With the Trump presidency now underway, this would seem to be a singularly unpropitious moment to revive the idea of a carbon tax to address global warming. Yet this seemingly spitting-into-the-wind proposal has been put forward by a high-powered group of Republicans, including James Baker, George Shultz, economic heavyweight Martin Feldstein and top academic Greg Mankiw.
This has not only had widespread backing from other Republicans; leading Democrat economist Larry Summers has given the idea unstinting endorsement. And there is a political economy lesson here for Australia.
Shultz and Baker summarise the proposal this way:
We suggest a solution that rests on four pillars. First, creating a gradually increasing carbon tax. Second, returning the tax proceeds to the American people in the form of dividends. Third, establishing border carbon adjustments that protect American competitiveness and encourage other countries to follow suit. And fourth, rolling back government regulations once such a system is in place.
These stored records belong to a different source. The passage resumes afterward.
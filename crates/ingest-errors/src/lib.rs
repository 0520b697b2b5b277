//! Error classification, recovery dispatch, and the metrics snapshot
//! (spec.md §4.6). Retry backoff policy lives in `ingest-retry`; circuit
//! breaker state lives in `ingest-circuitbreaker`. This crate is the
//! record-keeper and the recovery dispatcher the other two report into.
//!
//! Recovery is the one part of §4.6 that needs a capability the rest of
//! the error pipeline doesn't have — for authentication errors, "recover"
//! means driving a token refresh, which only `ingest-client` can do. The
//! [`RecoveryStrategy`] trait is generic over that capability (`Context`)
//! so `ErrorManager<C>` stays decoupled from what recovering actually
//! involves, the same way the teacher keeps its audit alert hooks generic
//! over the event type rather than hardcoding one sink.

use async_trait::async_trait;
use chrono::{DateTime, Utc};
use ingest_core::error::{ErrorCategory, ErrorRecord};
use parking_lot::Mutex;
use std::collections::HashMap;
use std::sync::Arc;
use std::time::Duration;

/// A pluggable, category-scoped repair attempt. `can_recover` is checked
/// before `recover` is invoked; a strategy that declines is never charged
/// against the failed-recovery counter.
#[async_trait]
pub trait RecoveryStrategy: Send + Sync {
    type Context: Send + Sync;

    async fn can_recover(&self, error: &ErrorRecord) -> bool;
    async fn recover(&self, ctx: &Self::Context, error: &ErrorRecord) -> Result<(), ErrorRecord>;
    fn recommended_backoff(&self) -> Option<Duration> {
        None
    }
}

/// Read-only counters snapshot (spec §4.6: "total errors, errors by
/// category, errors by code, breaker trips, successful/failed
/// recoveries, timestamp of last error").
#[derive(Debug, Clone, Default)]
pub struct ErrorMetricsSnapshot {
    pub total_errors: u64,
    pub errors_by_category: HashMap<ErrorCategory, u64>,
    pub errors_by_code: HashMap<String, u64>,
    pub breaker_trips: u64,
    pub successful_recoveries: u64,
    pub failed_recoveries: u64,
    pub last_error_at: Option<DateTime<Utc>>,
}

#[derive(Debug, Default)]
struct Counters {
    total_errors: u64,
    errors_by_category: HashMap<ErrorCategory, u64>,
    errors_by_code: HashMap<String, u64>,
    breaker_trips: u64,
    successful_recoveries: u64,
    failed_recoveries: u64,
    last_error_at: Option<DateTime<Utc>>,
}

/// Classifies nothing by itself — every `ErrorRecord` handed to
/// `record()` already carries its category, assigned at the point of
/// origin (`ErrorCategory::classify_message` for raw errors, or an
/// explicit `From` conversion for typed ones). `ErrorManager` only keeps
/// the books and dispatches recovery.
pub struct ErrorManager<C: Send + Sync> {
    counters: Mutex<Counters>,
    strategies: Mutex<HashMap<ErrorCategory, Arc<dyn RecoveryStrategy<Context = C>>>>,
}

impl<C: Send + Sync> ErrorManager<C> {
    pub fn new() -> Self {
        Self {
            counters: Mutex::new(Counters::default()),
            strategies: Mutex::new(HashMap::new()),
        }
    }

    pub fn register_recovery(
        &self,
        category: ErrorCategory,
        strategy: Arc<dyn RecoveryStrategy<Context = C>>,
    ) {
        self.strategies.lock().insert(category, strategy);
    }

    /// Records an error for metrics purposes. Called once per failure
    /// observed at a component boundary, regardless of whether it will
    /// later be retried or recovered.
    pub fn record(&self, error: &ErrorRecord) {
        let mut counters = self.counters.lock();
        counters.total_errors += 1;
        *counters.errors_by_category.entry(error.category).or_insert(0) += 1;
        *counters
            .errors_by_code
            .entry(error.code.clone())
            .or_insert(0) += 1;
        counters.last_error_at = Some(error.timestamp);
    }

    /// Called by whatever owns circuit breaker transitions when a
    /// breaker opens, so the trip shows up in this manager's snapshot
    /// alongside every other error metric.
    pub fn record_breaker_trip(&self) {
        self.counters.lock().breaker_trips += 1;
    }

    /// Attempts recovery for `error`'s category. Returns `None` if no
    /// strategy is registered for the category or the strategy declines;
    /// the caller should treat `None` the same as a failed recovery
    /// attempt and let the original error surface.
    pub async fn attempt_recovery(
        &self,
        ctx: &C,
        error: &ErrorRecord,
    ) -> Option<Result<(), ErrorRecord>> {
        let strategy = self.strategies.lock().get(&error.category).cloned()?;
        if !strategy.can_recover(error).await {
            return None;
        }

        let result = strategy.recover(ctx, error).await;
        let mut counters = self.counters.lock();
        match &result {
            Ok(()) => counters.successful_recoveries += 1,
            Err(_) => counters.failed_recoveries += 1,
        }
        Some(result)
    }

    pub fn snapshot(&self) -> ErrorMetricsSnapshot {
        let counters = self.counters.lock();
        ErrorMetricsSnapshot {
            total_errors: counters.total_errors,
            errors_by_category: counters.errors_by_category.clone(),
            errors_by_code: counters.errors_by_code.clone(),
            breaker_trips: counters.breaker_trips,
            successful_recoveries: counters.successful_recoveries,
            failed_recoveries: counters.failed_recoveries,
            last_error_at: counters.last_error_at,
        }
    }
}

impl<C: Send + Sync> Default for ErrorManager<C> {
    fn default() -> Self {
        Self::new()
    }
}

#[cfg(test)]
mod tests {
    use super::*;

    fn network_error() -> ErrorRecord {
        ErrorRecord::new(ErrorCategory::Network, "econnrefused", "connection refused", "get_watched_movies")
    }

    fn auth_error() -> ErrorRecord {
        ErrorRecord::new(ErrorCategory::Authentication, "401", "unauthorized", "get_ratings")
    }

    #[test]
    fn record_tallies_totals_category_and_code() {
        let manager: ErrorManager<()> = ErrorManager::new();
        manager.record(&network_error());
        manager.record(&network_error());
        manager.record(&auth_error());

        let snapshot = manager.snapshot();
        assert_eq!(snapshot.total_errors, 3);
        assert_eq!(snapshot.errors_by_category[&ErrorCategory::Network], 2);
        assert_eq!(snapshot.errors_by_category[&ErrorCategory::Authentication], 1);
        assert_eq!(snapshot.errors_by_code["econnrefused"], 2);
        assert!(snapshot.last_error_at.is_some());
    }

    #[test]
    fn breaker_trips_are_counted_independently_of_errors() {
        let manager: ErrorManager<()> = ErrorManager::new();
        manager.record_breaker_trip();
        manager.record_breaker_trip();
        assert_eq!(manager.snapshot().breaker_trips, 2);
    }

    struct AlwaysRecovers;
    #[async_trait]
    impl RecoveryStrategy for AlwaysRecovers {
        type Context = ();
        async fn can_recover(&self, _error: &ErrorRecord) -> bool {
            true
        }
        async fn recover(&self, _ctx: &(), _error: &ErrorRecord) -> Result<(), ErrorRecord> {
            Ok(())
        }
    }

    struct NeverApplies;
    #[async_trait]
    impl RecoveryStrategy for NeverApplies {
        type Context = ();
        async fn can_recover(&self, _error: &ErrorRecord) -> bool {
            false
        }
        async fn recover(&self, _ctx: &(), error: &ErrorRecord) -> Result<(), ErrorRecord> {
            Err(error.clone())
        }
    }

    #[tokio::test]
    async fn successful_recovery_increments_the_success_counter() {
        let manager: ErrorManager<()> = ErrorManager::new();
        manager.register_recovery(ErrorCategory::Authentication, Arc::new(AlwaysRecovers));

        let result = manager.attempt_recovery(&(), &auth_error()).await;
        assert!(matches!(result, Some(Ok(()))));
        assert_eq!(manager.snapshot().successful_recoveries, 1);
    }

    #[tokio::test]
    async fn a_strategy_that_declines_is_not_counted_as_a_failure() {
        let manager: ErrorManager<()> = ErrorManager::new();
        manager.register_recovery(ErrorCategory::Authentication, Arc::new(NeverApplies));

        let result = manager.attempt_recovery(&(), &auth_error()).await;
        assert!(result.is_none());
        let snapshot = manager.snapshot();
        assert_eq!(snapshot.successful_recoveries, 0);
        assert_eq!(snapshot.failed_recoveries, 0);
    }

    #[tokio::test]
    async fn no_registered_strategy_returns_none() {
        let manager: ErrorManager<()> = ErrorManager::new();
        let result = manager.attempt_recovery(&(), &network_error()).await;
        assert!(result.is_none());
    }
}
The elements of this proposal are neither new nor revolutionary, but the specific mix could give the proposal traction, even in this inhospitable environment.
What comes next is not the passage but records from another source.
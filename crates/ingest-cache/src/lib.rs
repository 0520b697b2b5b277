//! Bounded LRU cache over request fingerprints (spec.md §4.2).
//!
//! The teacher's `tower-resilience-cache` crate generalizes over several
//! eviction policies and an arbitrary `tower::Service`; this cache has a
//! single policy (LRU, per the spec) and a single concrete value type
//! (raw response bytes plus a content-type hint), so it is a plain mutex-
//! guarded store rather than a generic `Layer`. The internal shape —
//! `lru::LruCache` doing the O(1) get/put/evict bookkeeping under one lock
//! — is lifted directly from that crate's `store.rs`.

use ingest_core::ErrorCategory;
use lru::LruCache;
use parking_lot::Mutex;
use std::num::NonZeroUsize;
use std::time::{Duration, Instant};

#[derive(Debug, Clone, thiserror::Error)]
pub enum CacheError {
    #[error("cache store failure: {0}")]
    Store(String),
}

impl From<CacheError> for ErrorCategory {
    fn from(_: CacheError) -> Self {
        ErrorCategory::Operation
    }
}

/// A cached response: raw bytes plus the decoded content-type hint and the
/// moment it was inserted (spec.md §3, CacheEntry).
#[derive(Debug, Clone)]
pub struct CacheEntry {
    pub bytes: Vec<u8>,
    pub content_type: String,
    pub inserted_at: Instant,
}

impl CacheEntry {
    fn is_expired(&self, ttl: Duration) -> bool {
        self.inserted_at.elapsed() > ttl
    }
}

/// Read-only snapshot returned by [`ResponseCache::stats`].
#[derive(Debug, Clone, Copy, Default, PartialEq, Eq)]
pub struct CacheStats {
    pub size: usize,
    pub hits: u64,
    pub misses: u64,
    pub evictions: u64,
}

struct Inner {
    store: LruCache<String, CacheEntry>,
    ttl: Duration,
    stats: CacheStats,
}

/// Bounded, thread-safe LRU cache keyed by request fingerprint.
///
/// A single mutex guards every operation — the "simplest correct
/// implementation" the spec explicitly allows, since the cache is shared
/// by every concurrent worker in the Orchestrator's pool.
pub struct ResponseCache {
    inner: Mutex<Inner>,
}

impl ResponseCache {
    pub fn new(capacity: usize, ttl: Duration) -> Self {
        let cap = NonZeroUsize::new(capacity).unwrap_or(NonZeroUsize::new(1000).unwrap());
        Self {
            inner: Mutex::new(Inner {
                store: LruCache::new(cap),
                ttl,
                stats: CacheStats::default(),
            }),
        }
    }

    /// Returns the cached bytes for `fingerprint`, or `None` on a miss —
    /// including the lazy-expiry case where an entry is older than the
    /// configured TTL (spec: "treated as Miss and removed on access").
    pub fn get(&self, fingerprint: &str) -> Option<CacheEntry> {
        let mut guard = self.inner.lock();
        let ttl = guard.ttl;
        let expired = guard
            .store
            .peek(fingerprint)
            .map(|e| e.is_expired(ttl))
            .unwrap_or(false);

        if expired {
            guard.store.pop(fingerprint);
            guard.stats.misses += 1;
            guard.stats.size = guard.store.len();
            return None;
        }

        match guard.store.get(fingerprint).cloned() {
            Some(entry) => {
                guard.stats.hits += 1;
                Some(entry)
            }
            None => {
                guard.stats.misses += 1;
                None
            }
        }
    }

    /// Inserts `bytes` under `fingerprint`, evicting the least-recently-used
    /// entry if the cache is at capacity.
    pub fn put(&self, fingerprint: String, bytes: Vec<u8>, content_type: String) {
        let mut guard = self.inner.lock();
        let was_full = guard.store.len() >= guard.store.cap().get()
            && !guard.store.contains(&fingerprint);

        guard.store.put(
            fingerprint,
            CacheEntry {
                bytes,
                content_type,
                inserted_at: Instant::now(),
            },
        );

        if was_full {
            guard.stats.evictions += 1;
        }
        guard.stats.size = guard.store.len();
    }

    pub fn invalidate(&self) {
        let mut guard = self.inner.lock();
        guard.store.clear();
        guard.stats.size = 0;
    }

    pub fn stats(&self) -> CacheStats {
        self.inner.lock().stats
    }
}

impl Default for ResponseCache {
    fn default() -> Self {
        Self::new(1000, Duration::from_secs(24 * 3600))
    }
}

/// Spawns a background sweep that periodically drops expired entries.
/// Proactive sweeping is permitted but never required (spec.md §4.2).
#[cfg(feature = "sweep")]
pub fn spawn_sweep(
    cache: std::sync::Arc<ResponseCache>,
    interval: Duration,
) -> tokio::task::JoinHandle<()> {
    tokio::spawn(async move {
        let mut ticker = tokio::time::interval(interval);
        loop {
            ticker.tick().await;
            let mut guard = cache.inner.lock();
            let ttl = guard.ttl;
            let expired: Vec<String> = guard
                .store
                .iter()
                .filter(|(_, e)| e.is_expired(ttl))
                .map(|(k, _)| k.clone())
                .collect();
            for key in expired {
                guard.store.pop(&key);
            }
            guard.stats.size = guard.store.len();
        }
    })
}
The combination of tax and dividend ought to make the proposal palatable to Republicans who favour small government: there is no net tax collected. Even so, there is a powerful incentive to reduce carbon emissions. Individuals can reduce their carbon tax by cutting back on carbon emissions and still receive the same dividend: the harder you work on getting your emissions down, the more you become a net cash beneficiary.
Republicans have an innate dislike of progressive taxes, but might be attracted to the income-distribution implication of the proposal. Although the US Treasury estimates that the lowest 70% in the income distribution pyramid would get back a bigger dividend than they pay in carbon tax, this is not a progressive tax in the usual sense that the rich pay a higher proportion of their income: in this proposal the rich pay more tax only to the extent that they have more emissions than the less-well-off community and they get the same dollar-amount dividend as everyone else.
Some Republicans will be particularly attracted by the idea that this would replace current climate change regulations, especially President Barack Obama's Clean Power Plan. For those who believe that the market always delivers the best outcome, there is unanimity that this price-based approach is optimal. Indeed, there would be very wide agreement that such a tax (starting at $40 per ton of carbon and rising over time if needed to achieve objectives) would be a very powerful instrument towards meeting climate change targets. If a bigger tax is needed later, this also comes with a bigger dividend for everyone.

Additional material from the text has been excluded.